Records from a collection:
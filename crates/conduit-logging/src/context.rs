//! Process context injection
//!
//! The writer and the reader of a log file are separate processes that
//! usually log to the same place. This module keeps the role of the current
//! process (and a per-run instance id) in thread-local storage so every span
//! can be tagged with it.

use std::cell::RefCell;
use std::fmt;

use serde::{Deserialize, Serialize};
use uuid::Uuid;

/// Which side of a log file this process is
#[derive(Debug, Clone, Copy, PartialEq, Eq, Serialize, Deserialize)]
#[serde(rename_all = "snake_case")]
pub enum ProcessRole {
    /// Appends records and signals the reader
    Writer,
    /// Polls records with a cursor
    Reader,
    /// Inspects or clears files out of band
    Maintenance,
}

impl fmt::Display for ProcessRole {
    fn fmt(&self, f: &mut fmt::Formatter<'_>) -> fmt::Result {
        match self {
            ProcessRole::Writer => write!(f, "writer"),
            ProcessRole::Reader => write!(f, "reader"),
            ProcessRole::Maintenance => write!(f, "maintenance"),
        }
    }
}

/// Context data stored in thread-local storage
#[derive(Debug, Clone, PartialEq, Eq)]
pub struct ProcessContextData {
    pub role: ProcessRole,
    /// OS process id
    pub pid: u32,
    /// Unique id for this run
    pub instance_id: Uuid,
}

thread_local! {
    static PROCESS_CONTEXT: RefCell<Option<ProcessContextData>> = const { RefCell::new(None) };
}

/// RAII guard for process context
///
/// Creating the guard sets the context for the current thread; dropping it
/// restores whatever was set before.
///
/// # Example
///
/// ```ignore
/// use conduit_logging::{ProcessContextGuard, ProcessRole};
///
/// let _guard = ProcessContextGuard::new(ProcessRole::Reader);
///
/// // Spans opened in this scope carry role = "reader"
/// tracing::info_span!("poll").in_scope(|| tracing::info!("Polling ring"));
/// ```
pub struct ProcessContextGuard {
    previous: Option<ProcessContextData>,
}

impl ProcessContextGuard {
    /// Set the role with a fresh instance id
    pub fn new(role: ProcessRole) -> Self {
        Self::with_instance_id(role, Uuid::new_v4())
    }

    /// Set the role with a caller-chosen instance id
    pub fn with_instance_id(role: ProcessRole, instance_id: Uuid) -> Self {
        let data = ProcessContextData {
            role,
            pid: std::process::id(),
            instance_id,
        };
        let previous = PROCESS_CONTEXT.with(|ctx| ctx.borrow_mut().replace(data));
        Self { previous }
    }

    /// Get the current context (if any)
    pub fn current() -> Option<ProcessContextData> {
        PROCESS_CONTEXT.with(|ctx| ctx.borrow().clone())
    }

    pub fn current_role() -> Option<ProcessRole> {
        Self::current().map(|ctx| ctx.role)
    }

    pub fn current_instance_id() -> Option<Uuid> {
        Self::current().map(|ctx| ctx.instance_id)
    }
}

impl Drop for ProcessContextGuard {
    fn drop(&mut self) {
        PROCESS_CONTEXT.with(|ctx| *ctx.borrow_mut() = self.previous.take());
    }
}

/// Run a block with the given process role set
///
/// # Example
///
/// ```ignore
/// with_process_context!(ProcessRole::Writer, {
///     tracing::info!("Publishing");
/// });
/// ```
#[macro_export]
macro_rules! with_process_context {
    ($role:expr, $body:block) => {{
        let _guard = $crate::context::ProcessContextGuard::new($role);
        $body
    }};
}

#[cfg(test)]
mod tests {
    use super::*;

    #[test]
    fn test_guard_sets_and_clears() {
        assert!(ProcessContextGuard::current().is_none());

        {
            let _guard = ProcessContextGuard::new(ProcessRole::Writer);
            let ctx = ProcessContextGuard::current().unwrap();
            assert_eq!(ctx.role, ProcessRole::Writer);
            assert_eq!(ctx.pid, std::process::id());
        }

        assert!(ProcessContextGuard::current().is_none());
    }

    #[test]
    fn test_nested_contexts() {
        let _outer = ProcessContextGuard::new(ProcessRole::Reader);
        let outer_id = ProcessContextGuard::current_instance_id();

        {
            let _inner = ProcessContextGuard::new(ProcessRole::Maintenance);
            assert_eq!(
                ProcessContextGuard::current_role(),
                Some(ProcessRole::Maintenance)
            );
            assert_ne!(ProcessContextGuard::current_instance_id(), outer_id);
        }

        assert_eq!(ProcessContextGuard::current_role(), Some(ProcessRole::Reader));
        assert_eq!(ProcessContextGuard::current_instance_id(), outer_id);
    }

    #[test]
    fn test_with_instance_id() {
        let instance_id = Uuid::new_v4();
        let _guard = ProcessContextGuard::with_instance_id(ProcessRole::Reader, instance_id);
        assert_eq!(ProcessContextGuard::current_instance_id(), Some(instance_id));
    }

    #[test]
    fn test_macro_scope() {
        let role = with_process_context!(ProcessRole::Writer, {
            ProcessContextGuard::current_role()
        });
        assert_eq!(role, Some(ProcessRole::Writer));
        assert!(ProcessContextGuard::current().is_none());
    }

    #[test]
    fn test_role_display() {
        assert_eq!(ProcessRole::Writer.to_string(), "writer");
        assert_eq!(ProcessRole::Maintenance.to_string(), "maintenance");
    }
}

Problem:
Reproduce every line of the entries above, unchanged, from the very first one down to and including the line containing "use std::cell::RefCell;".

Solution to this problem:
filename crates/conduit-logging/src/context.rs
//! Process context injection
//!
//! The writer and the reader of a log file are separate processes that
//! usually log to the same place. This module keeps the role of the current
//! process (and a per-run instance id) in thread-local storage so every span
//! can be tagged with it.

use std::cell::RefCell;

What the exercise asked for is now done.